(Beginning of Supplied records)
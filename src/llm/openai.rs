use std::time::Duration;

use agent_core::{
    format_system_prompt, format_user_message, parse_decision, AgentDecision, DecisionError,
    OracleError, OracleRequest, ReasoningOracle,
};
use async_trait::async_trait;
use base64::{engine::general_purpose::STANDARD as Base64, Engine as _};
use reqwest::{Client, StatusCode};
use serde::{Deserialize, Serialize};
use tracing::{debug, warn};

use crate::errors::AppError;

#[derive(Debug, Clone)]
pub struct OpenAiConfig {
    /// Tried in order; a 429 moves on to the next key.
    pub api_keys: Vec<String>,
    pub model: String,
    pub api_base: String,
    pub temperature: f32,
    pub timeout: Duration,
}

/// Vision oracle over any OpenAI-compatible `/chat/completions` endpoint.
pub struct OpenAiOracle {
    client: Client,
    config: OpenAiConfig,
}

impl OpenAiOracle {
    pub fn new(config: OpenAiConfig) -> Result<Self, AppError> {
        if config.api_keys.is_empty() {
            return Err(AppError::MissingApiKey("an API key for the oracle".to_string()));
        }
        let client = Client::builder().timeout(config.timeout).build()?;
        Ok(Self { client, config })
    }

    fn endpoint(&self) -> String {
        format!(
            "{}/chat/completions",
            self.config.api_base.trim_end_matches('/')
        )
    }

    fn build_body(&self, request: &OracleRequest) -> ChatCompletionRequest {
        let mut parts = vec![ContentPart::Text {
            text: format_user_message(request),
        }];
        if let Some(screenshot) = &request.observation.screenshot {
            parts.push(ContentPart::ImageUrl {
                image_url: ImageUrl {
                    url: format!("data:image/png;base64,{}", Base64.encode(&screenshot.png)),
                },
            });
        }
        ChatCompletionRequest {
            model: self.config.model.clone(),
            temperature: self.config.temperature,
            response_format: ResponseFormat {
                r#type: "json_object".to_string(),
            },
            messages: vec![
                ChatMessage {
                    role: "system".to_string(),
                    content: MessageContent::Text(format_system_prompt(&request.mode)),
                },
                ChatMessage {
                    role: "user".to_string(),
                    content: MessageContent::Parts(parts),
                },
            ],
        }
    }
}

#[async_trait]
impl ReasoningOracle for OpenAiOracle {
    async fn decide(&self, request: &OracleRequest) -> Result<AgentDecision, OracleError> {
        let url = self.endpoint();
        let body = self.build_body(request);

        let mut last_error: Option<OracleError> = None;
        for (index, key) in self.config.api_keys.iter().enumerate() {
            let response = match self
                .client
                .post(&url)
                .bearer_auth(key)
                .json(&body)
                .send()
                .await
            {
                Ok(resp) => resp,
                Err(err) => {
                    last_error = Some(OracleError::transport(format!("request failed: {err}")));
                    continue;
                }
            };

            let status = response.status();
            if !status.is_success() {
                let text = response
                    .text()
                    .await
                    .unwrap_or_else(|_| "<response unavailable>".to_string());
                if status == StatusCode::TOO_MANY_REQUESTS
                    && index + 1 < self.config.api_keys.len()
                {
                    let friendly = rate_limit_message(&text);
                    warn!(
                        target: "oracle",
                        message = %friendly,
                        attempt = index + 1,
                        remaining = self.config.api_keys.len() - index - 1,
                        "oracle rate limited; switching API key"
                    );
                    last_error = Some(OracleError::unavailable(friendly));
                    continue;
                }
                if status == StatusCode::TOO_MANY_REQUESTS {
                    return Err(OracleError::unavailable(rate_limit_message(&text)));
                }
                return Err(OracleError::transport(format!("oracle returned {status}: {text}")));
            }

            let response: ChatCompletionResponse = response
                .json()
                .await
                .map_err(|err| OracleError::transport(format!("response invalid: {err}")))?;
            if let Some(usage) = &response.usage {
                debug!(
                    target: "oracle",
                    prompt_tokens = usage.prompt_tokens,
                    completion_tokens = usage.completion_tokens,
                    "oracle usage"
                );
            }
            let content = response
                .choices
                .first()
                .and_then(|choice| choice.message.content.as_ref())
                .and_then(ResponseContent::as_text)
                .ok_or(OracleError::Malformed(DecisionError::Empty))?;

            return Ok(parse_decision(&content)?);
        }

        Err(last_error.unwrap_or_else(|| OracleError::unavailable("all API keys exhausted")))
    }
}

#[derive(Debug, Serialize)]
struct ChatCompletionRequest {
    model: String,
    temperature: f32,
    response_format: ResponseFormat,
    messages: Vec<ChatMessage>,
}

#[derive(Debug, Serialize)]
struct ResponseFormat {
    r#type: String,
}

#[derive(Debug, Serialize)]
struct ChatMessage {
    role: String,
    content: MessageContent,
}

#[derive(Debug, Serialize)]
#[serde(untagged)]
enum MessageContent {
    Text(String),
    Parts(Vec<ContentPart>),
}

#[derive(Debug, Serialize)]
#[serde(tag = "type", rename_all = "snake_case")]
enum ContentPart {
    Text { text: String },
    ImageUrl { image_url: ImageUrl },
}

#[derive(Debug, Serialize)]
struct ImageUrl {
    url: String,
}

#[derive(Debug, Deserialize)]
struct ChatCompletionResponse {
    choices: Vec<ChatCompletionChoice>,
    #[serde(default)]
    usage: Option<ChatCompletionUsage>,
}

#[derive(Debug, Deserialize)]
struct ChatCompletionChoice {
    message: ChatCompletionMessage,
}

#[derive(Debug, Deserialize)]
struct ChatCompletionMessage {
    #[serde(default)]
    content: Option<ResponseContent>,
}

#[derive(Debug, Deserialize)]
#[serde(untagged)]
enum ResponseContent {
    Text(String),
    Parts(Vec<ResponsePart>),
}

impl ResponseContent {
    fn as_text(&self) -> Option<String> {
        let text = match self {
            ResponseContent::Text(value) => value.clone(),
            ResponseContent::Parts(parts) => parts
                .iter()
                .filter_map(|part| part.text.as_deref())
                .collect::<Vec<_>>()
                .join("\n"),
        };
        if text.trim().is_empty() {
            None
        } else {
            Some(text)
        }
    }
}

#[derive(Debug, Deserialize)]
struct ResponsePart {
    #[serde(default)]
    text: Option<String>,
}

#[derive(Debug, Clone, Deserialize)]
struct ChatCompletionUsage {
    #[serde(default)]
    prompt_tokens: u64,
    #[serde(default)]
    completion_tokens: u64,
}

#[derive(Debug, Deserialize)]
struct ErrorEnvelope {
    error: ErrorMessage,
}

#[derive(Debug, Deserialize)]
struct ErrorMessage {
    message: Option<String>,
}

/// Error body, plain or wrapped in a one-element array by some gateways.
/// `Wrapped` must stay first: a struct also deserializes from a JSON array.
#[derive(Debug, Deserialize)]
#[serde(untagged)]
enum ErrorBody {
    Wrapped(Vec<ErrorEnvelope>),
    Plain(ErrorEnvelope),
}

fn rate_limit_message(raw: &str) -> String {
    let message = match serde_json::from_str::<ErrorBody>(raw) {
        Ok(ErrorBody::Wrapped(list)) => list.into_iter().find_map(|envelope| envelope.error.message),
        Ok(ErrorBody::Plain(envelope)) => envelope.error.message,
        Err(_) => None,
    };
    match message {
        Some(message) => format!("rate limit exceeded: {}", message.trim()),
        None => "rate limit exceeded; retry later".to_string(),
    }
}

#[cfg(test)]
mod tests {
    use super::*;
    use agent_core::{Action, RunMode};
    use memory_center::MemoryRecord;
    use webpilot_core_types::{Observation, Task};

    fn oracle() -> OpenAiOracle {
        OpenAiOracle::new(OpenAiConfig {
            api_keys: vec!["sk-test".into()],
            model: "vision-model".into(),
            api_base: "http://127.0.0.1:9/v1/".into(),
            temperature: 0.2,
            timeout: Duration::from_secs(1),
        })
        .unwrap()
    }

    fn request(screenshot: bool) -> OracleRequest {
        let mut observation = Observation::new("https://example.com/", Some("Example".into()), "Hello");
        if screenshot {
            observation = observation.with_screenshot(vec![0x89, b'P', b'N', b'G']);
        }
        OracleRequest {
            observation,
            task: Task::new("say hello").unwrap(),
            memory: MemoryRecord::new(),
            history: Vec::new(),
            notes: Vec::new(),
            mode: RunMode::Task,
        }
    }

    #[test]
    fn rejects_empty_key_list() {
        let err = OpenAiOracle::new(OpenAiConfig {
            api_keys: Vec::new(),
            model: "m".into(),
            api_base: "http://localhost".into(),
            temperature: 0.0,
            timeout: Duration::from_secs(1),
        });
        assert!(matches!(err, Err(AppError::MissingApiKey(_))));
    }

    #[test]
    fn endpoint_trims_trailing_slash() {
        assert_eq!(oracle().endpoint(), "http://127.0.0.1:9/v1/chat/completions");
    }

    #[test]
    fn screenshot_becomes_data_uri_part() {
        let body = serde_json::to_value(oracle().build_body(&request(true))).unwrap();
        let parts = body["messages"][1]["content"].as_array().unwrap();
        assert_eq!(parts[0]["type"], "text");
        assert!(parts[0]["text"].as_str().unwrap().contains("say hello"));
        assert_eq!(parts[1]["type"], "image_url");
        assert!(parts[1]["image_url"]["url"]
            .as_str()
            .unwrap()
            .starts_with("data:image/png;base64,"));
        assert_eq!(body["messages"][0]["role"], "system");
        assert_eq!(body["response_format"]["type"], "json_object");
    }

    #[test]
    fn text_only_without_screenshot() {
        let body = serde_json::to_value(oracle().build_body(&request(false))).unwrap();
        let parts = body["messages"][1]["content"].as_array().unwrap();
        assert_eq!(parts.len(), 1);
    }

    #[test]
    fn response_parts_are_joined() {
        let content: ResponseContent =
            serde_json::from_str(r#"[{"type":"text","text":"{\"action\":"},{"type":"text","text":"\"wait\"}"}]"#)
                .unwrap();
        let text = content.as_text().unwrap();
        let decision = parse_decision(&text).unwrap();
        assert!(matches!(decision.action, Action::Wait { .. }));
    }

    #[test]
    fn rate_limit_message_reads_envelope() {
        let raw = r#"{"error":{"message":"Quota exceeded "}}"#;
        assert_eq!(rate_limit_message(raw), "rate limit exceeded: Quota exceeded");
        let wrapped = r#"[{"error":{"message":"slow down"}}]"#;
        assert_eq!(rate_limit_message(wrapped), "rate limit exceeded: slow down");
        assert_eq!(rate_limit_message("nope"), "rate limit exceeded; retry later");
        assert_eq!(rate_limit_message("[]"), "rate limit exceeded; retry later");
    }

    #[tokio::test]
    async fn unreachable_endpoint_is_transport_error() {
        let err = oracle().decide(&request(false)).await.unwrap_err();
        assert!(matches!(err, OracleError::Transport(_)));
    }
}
(End of Supplied records)
- _Task_:
Every line of the material that holds "RunMode" should be copied out as the answer.

- _Written solution_:
    use agent_core::{Action, RunMode};
            mode: RunMode::Task,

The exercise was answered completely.